Problem statement:
Transcribe the records word for word, beginning with the first line and ending with the line that contains "remembers how it was"; include nothing else.

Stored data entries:
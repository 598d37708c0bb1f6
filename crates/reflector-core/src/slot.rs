//! Storage cells and handles
//!
//! Every variable, struct field, array element and pointee lives in a
//! [`Slot`]. A [`Handle`] is a view onto a slot that remembers how it was
//! reached: only handles that denote a variable are addressable, and handles
//! reached through an unexported field are read-only.

use std::sync::Arc;

use parking_lot::RwLock;

use crate::descriptor::{Descriptor, Kind};
use crate::error::{CoreError, Result};
use crate::value::{round_complex, round_float, wrap_signed, wrap_unsigned, Data, Value};

/// A shared, lockable storage cell
pub type Slot = Arc<RwLock<Value>>;

/// Allocate a cell holding `value`
pub fn new_slot(value: Value) -> Slot {
    Arc::new(RwLock::new(value))
}

/// A view onto a storage cell
#[derive(Debug, Clone)]
pub struct Handle {
    slot: Slot,
    addressable: bool,
    read_only: bool,
}

impl Handle {
    /// Handle to a private copy of `value`; it cannot be written through
    pub fn detached(value: Value) -> Self {
        Self {
            slot: new_slot(value),
            addressable: false,
            read_only: false,
        }
    }

    /// Handle denoting the variable stored in `slot`
    pub fn addressable(slot: Slot) -> Self {
        Self {
            slot,
            addressable: true,
            read_only: false,
        }
    }

    /// Underlying cell
    pub fn slot(&self) -> &Slot {
        &self.slot
    }

    /// Whether the handle denotes a variable
    pub fn is_addressable(&self) -> bool {
        self.addressable
    }

    /// Whether the handle was reached through an unexported field
    pub fn is_read_only(&self) -> bool {
        self.read_only
    }

    /// Whether stores through the handle are permitted
    pub fn can_set(&self) -> bool {
        self.addressable && !self.read_only
    }

    /// Static type of the stored value
    pub fn ty(&self) -> Descriptor {
        self.slot.read().ty().clone()
    }

    /// Kind of the stored value
    pub fn kind(&self) -> Kind {
        self.slot.read().kind()
    }

    /// Copy of the stored value
    pub fn load(&self) -> Value {
        self.slot.read().clone()
    }

    /// Borrow the stored value
    pub fn with<R>(&self, f: impl FnOnce(&Value) -> R) -> R {
        f(&self.slot.read())
    }

    fn check_writable(&self) -> Result<()> {
        if self.read_only {
            return Err(CoreError::ReadOnly);
        }
        if !self.addressable {
            return Err(CoreError::NotAddressable);
        }
        Ok(())
    }

    /// Store `value`, converting it to the cell's static type
    ///
    /// Aggregates are written element by element so that handles to inner
    /// cells keep observing the variable.
    pub fn store(&self, value: Value) -> Result<()> {
        self.check_writable()?;
        let value = value.assign_to(&self.ty())?;
        write_into(&self.slot, value);
        Ok(())
    }

    /// Replace a scalar payload, keeping the static type
    ///
    /// The payload is normalised to the width of the cell's kind.
    pub fn store_scalar(&self, data: Data) -> Result<()> {
        self.check_writable()?;
        let mut cell = self.slot.write();
        let kind = cell.kind();
        let data = match (data, kind) {
            (Data::Bool(v), Kind::Bool) => Data::Bool(v),
            (Data::String(v), Kind::String) => Data::String(v),
            (Data::Int(v), k) if k.is_signed() => Data::Int(wrap_signed(i128::from(v), k)),
            (Data::Uint(v), k) if k.is_unsigned() => Data::Uint(wrap_unsigned(i128::from(v), k)),
            (Data::Float(v), k) if k.is_float() => Data::Float(round_float(v, k)),
            (Data::Complex(v), k) if k.is_complex() => Data::Complex(round_complex(v, k)),
            (other, kind) => {
                return Err(CoreError::KindMismatch {
                    expected: kind.to_string(),
                    actual: format!("{other:?}"),
                });
            }
        };
        let ty = cell.ty().clone();
        *cell = Value::from_parts(ty, data);
        Ok(())
    }

    /// Pointer to the variable
    pub fn address(&self) -> Result<Value> {
        if self.read_only {
            return Err(CoreError::ReadOnly);
        }
        if !self.addressable {
            return Err(CoreError::NotAddressable);
        }
        Ok(Value::pointer_from_slot(&self.ty(), self.slot.clone()))
    }

    /// Handle to a struct field
    pub fn field(&self, index: usize) -> Result<Handle> {
        self.field_handle(index, true)
    }

    /// Handle to an embedded field walked while promoting a method
    ///
    /// The field's own name does not seal the handle; only the parent's
    /// read-only state carries over.
    pub fn embedded_field(&self, index: usize) -> Result<Handle> {
        self.field_handle(index, false)
    }

    fn field_handle(&self, index: usize, seal: bool) -> Result<Handle> {
        let value = self.slot.read();
        let (Data::Struct(cells), Some(decls)) = (value.data(), value.ty().fields()) else {
            return Err(CoreError::KindMismatch {
                expected: Kind::Struct.to_string(),
                actual: value.kind().to_string(),
            });
        };
        let (Some(cell), Some(decl)) = (cells.get(index), decls.get(index)) else {
            return Err(CoreError::IndexOutOfRange {
                index,
                len: cells.len(),
            });
        };
        Ok(Handle {
            slot: cell.clone(),
            addressable: self.addressable,
            read_only: self.read_only || (seal && !decl.is_exported()),
        })
    }

    /// Handle to an array or slice element
    ///
    /// Slice elements are always addressable; array elements inherit the
    /// addressability of the array.
    pub fn index(&self, index: usize) -> Result<Handle> {
        let value = self.slot.read();
        let (cell, addressable, len) = match value.data() {
            Data::Array(cells) => (cells.get(index), self.addressable, cells.len()),
            Data::Slice(Some(header)) => (header.cell(index), true, header.len()),
            Data::Slice(None) => (None, true, 0),
            _ => {
                return Err(CoreError::KindMismatch {
                    expected: "array or slice".to_string(),
                    actual: value.kind().to_string(),
                })
            }
        };
        let cell = cell.ok_or(CoreError::IndexOutOfRange { index, len })?;
        Ok(Handle {
            slot: cell.clone(),
            addressable,
            read_only: self.read_only,
        })
    }

    /// Handle to a pointee or to the dynamic value of an interface
    ///
    /// Returns `None` for nil. Pointees are addressable, interface contents
    /// are not.
    pub fn elem(&self) -> Result<Option<Handle>> {
        let value = self.slot.read();
        match value.data() {
            Data::Pointer(cell) => Ok(cell.as_ref().map(|cell| Handle {
                slot: cell.clone(),
                addressable: true,
                read_only: self.read_only,
            })),
            Data::Interface(cell) => Ok(cell.as_ref().map(|cell| Handle {
                slot: cell.clone(),
                addressable: false,
                read_only: self.read_only,
            })),
            _ => Err(CoreError::KindMismatch {
                expected: "pointer or interface".to_string(),
                actual: value.kind().to_string(),
            }),
        }
    }

    /// Whether two handles refer to the same cell
    pub fn same_slot(&self, other: &Handle) -> bool {
        Arc::ptr_eq(&self.slot, &other.slot)
    }
}

/// Write `value` into `slot`, descending into struct and array cells
pub(crate) fn write_into(slot: &Slot, value: Value) {
    let existing = {
        let current = slot.read();
        match current.data() {
            Data::Struct(cells) | Data::Array(cells) => Some(cells.clone()),
            _ => None,
        }
    };
    let (ty, data) = value.into_parts();
    match (existing, data) {
        (Some(cells), Data::Struct(incoming) | Data::Array(incoming))
            if cells.len() == incoming.len() =>
        {
            for (cell, next) in cells.iter().zip(&incoming) {
                let next = next.read().clone();
                write_into(cell, next);
            }
            let mut current = slot.write();
            let is_struct = matches!(current.data(), Data::Struct(_));
            *current = if is_struct {
                Value::from_parts(ty, Data::Struct(cells))
            } else {
                Value::from_parts(ty, Data::Array(cells))
            };
        }
        (_, data) => *slot.write() = Value::from_parts(ty, data),
    }
}

#[cfg(test)]
mod tests {
    use super::*;
    use crate::builtin;
    use crate::descriptor::StructField;

    fn person() -> Descriptor {
        let ty = Descriptor::named("example.com/people", "Person");
        ty.define(&Descriptor::struct_of(vec![
            StructField::new("Name", builtin::string()),
            StructField::new("age", builtin::int()).in_package("example.com/people"),
        ]))
        .unwrap();
        ty
    }

    #[test]
    fn test_detached_is_not_settable() {
        let handle = Handle::detached(Value::int(1));
        assert!(!handle.can_set());
        assert_eq!(handle.store(Value::int(2)), Err(CoreError::NotAddressable));
        assert!(handle.address().is_err());
    }

    #[test]
    fn test_unexported_field_is_read_only() {
        let value = Value::structure(&person(), vec![Value::string("Ann"), Value::int(30)]).unwrap();
        let handle = Handle::addressable(new_slot(value));
        let name = handle.field(0).unwrap();
        let age = handle.field(1).unwrap();
        assert!(name.can_set());
        assert!(age.is_read_only());
        assert_eq!(age.store(Value::int(1)), Err(CoreError::ReadOnly));
        name.store(Value::string("Bob")).unwrap();
        assert_eq!(handle.load().field(0).unwrap().as_str(), Some("Bob"));
    }

    #[test]
    fn test_read_only_handle_has_no_address() {
        let value = Value::structure(&person(), vec![Value::string("Ann"), Value::int(30)]).unwrap();
        let handle = Handle::addressable(new_slot(value));
        assert!(handle.field(0).unwrap().address().is_ok());
        assert_eq!(handle.field(1).unwrap().address(), Err(CoreError::ReadOnly));

        let embedded = handle.embedded_field(1).unwrap();
        assert!(!embedded.is_read_only());
        assert!(embedded.address().is_ok());
    }

    #[test]
    fn test_store_keeps_inner_handles_live() {
        let value = Value::structure(&person(), vec![Value::string("Ann"), Value::int(30)]).unwrap();
        let handle = Handle::addressable(new_slot(value));
        let name = handle.field(0).unwrap();
        handle
            .store(Value::structure(&person(), vec![Value::string("Cid"), Value::int(1)]).unwrap())
            .unwrap();
        assert_eq!(name.load().as_str(), Some("Cid"));
    }

    #[test]
    fn test_store_scalar_wraps_width() {
        let handle = Handle::addressable(new_slot(Value::zero(&builtin::int8())));
        handle.store_scalar(Data::Int(127)).unwrap();
        assert_eq!(handle.load().as_int(), Some(127));
        assert!(handle.store_scalar(Data::String("x".into())).is_err());
    }

    #[test]
    fn test_slice_elements_are_addressable() {
        let slice = Value::slice(&builtin::int(), vec![Value::int(1)]).unwrap();
        let handle = Handle::detached(slice.clone());
        let first = handle.index(0).unwrap();
        assert!(first.can_set());
        first.store(Value::int(7)).unwrap();
        assert_eq!(slice.elements().unwrap()[0].as_int(), Some(7));
        assert!(matches!(
            handle.index(1),
            Err(CoreError::IndexOutOfRange { index: 1, len: 1 })
        ));
    }

    #[test]
    fn test_array_elements_inherit_addressability() {
        let array = Value::array(&builtin::int(), vec![Value::int(1), Value::int(2)]).unwrap();
        assert!(!Handle::detached(array.clone()).index(0).unwrap().can_set());
        assert!(Handle::addressable(new_slot(array)).index(0).unwrap().can_set());
    }

    #[test]
    fn test_pointer_elem_is_addressable() {
        let handle = Handle::detached(Value::pointer_to(Value::int(3)));
        let elem = handle.elem().unwrap().unwrap();
        assert!(elem.can_set());
        let nil = Handle::detached(Value::zero(&Descriptor::pointer_to(&builtin::int())));
        assert!(nil.elem().unwrap().is_none());
    }
}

The answer:
repository 598d37708c0bb1f6
filename crates/reflector-core/src/slot.rs
//! Storage cells and handles
//!
//! Every variable, struct field, array element and pointee lives in a
//! [`Slot`]. A [`Handle`] is a view onto a slot that remembers how it was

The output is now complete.